Corona virus treatments

A

Hydroxychloquine- no significant increased risk of major malformations in general, as well as craniofacial, cardiovascular, nervous system and genitourinary malformations specifically, and no significant increase in stillbirth, low birth weight or prematurity risks.
Azithromycin- macrolide antibiotics- Although individual studies have described increased risks of miscarriage and overall malformation following azithromycin use in pregnancy, the majority of studies do not support these findings.
Tocilizumab- Although adverse pregnancy outcomes have been described (including cases of congenital anomaly, miscarriages and preterm deliveries), the crude rates of these events do not generally appear to be notably increased above the background rate.

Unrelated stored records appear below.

//! `realty mappings` - print listing and user projections.

use realty_db::PgStore;
use realty_db::services::check_mappings;

use crate::error::CommandError;
use crate::output::print_json;

/// Fetch both projections and print them.
pub async fn run(store: &PgStore) -> Result<(), CommandError> {
    let report = check_mappings(store).await?;
    print_json(&report)
}
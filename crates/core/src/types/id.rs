//! Newtype IDs for listing records.
//!
//! Every table keys its rows with a `SERIAL` integer. Wrapping each one in
//! its own type keeps an agent's user id from being passed where a property
//! id is expected.

/// Define a type-safe wrapper around an `i32` primary key.
///
/// The generated type is `Copy`, serializes as a bare integer, and (with the
/// `postgres` feature) binds and decodes as `INT4`.
///
/// # Example
///
/// ```rust
/// # use realty_core::define_id;
/// define_id!(ListingId);
/// define_id!(OfficeId);
///
/// let listing = ListingId::new(7);
/// assert_eq!(listing.as_i32(), 7);
///
/// // Distinct types, so this won't compile:
/// // let _: OfficeId = listing;
/// ```
#[macro_export]
macro_rules! define_id {
    ($name:ident) => {
        #[derive(
            Debug,
            Clone,
            Copy,
            PartialEq,
            Eq,
            PartialOrd,
            Ord,
            Hash,
            ::serde::Serialize,
            ::serde::Deserialize
        )]
        #[serde(transparent)]
        pub struct $name(i32);

        impl $name {
            /// Wrap a raw key.
            #[must_use]
            pub const fn new(id: i32) -> Self {
                Self(id)
            }

            /// The raw key.
            #[must_use]
            pub const fn as_i32(&self) -> i32 {
                self.0
            }
        }

        impl ::core::fmt::Display for $name {
            fn fmt(&self, f: &mut ::core::fmt::Formatter<'_>) -> ::core::fmt::Result {
                write!(f, "{}", self.0)
            }
        }

        impl From<i32> for $name {
            fn from(id: i32) -> Self {
                Self(id)
            }
        }

        impl From<$name> for i32 {
            fn from(id: $name) -> Self {
                id.0
            }
        }

        #[cfg(feature = "postgres")]
        impl ::sqlx::Type<::sqlx::Postgres> for $name {
            fn type_info() -> ::sqlx::postgres::PgTypeInfo {
                <i32 as ::sqlx::Type<::sqlx::Postgres>>::type_info()
            }

            fn compatible(ty: &::sqlx::postgres::PgTypeInfo) -> bool {
                <i32 as ::sqlx::Type<::sqlx::Postgres>>::compatible(ty)
            }
        }

        #[cfg(feature = "postgres")]
        impl<'r> ::sqlx::Decode<'r, ::sqlx::Postgres> for $name {
            fn decode(
                value: ::sqlx::postgres::PgValueRef<'r>,
            ) -> ::core::result::Result<Self, ::sqlx::error::BoxDynError> {
                <i32 as ::sqlx::Decode<::sqlx::Postgres>>::decode(value).map(Self)
            }
        }

        #[cfg(feature = "postgres")]
        impl ::sqlx::Encode<'_, ::sqlx::Postgres> for $name {
            fn encode_by_ref(
                &self,
                buf: &mut ::sqlx::postgres::PgArgumentBuffer,
            ) -> ::std::result::Result<::sqlx::encode::IsNull, ::sqlx::error::BoxDynError> {
                <i32 as ::sqlx::Encode<::sqlx::Postgres>>::encode_by_ref(&self.0, buf)
            }
        }
    };
}

define_id!(PropertyId);
define_id!(UserId);
define_id!(PropertyImageId);
//! Realty Core - Shared types library.
//!
//! This crate provides the value types shared by the Realty components:
//! - `db` - Repositories and maintenance operations over the listing database
//! - `cli` - Command-line front-end for inspection and role management
//!
//! # Architecture
//!
//! The core crate contains only types - no I/O, no database access. The
//! optional `postgres` feature adds `sqlx` encode/decode support so the
//! types can be bound directly in queries.
//!
//! # Modules
//!
//! - [`types`] - Newtype wrappers for type-safe IDs, emails, prices and user roles

#![cfg_attr(not(test), forbid(unsafe_code))]

pub mod types;

pub use types::*;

Lopinavir/ritonavir- protease inhibitors- approximately 3,000 exposed pregnancies and do not suggest an increased risk of malformation.[10] Studies investigating neurodevelopmental outcomes have also provided reassuring findings.[10] However, cases of preterm delivery, low birth weight and stillbirth have also been described.[24] Due to data limitations, the risk of these outcomes following maternal lopinavir/ritonavir use in pregnancy is currently undetermined.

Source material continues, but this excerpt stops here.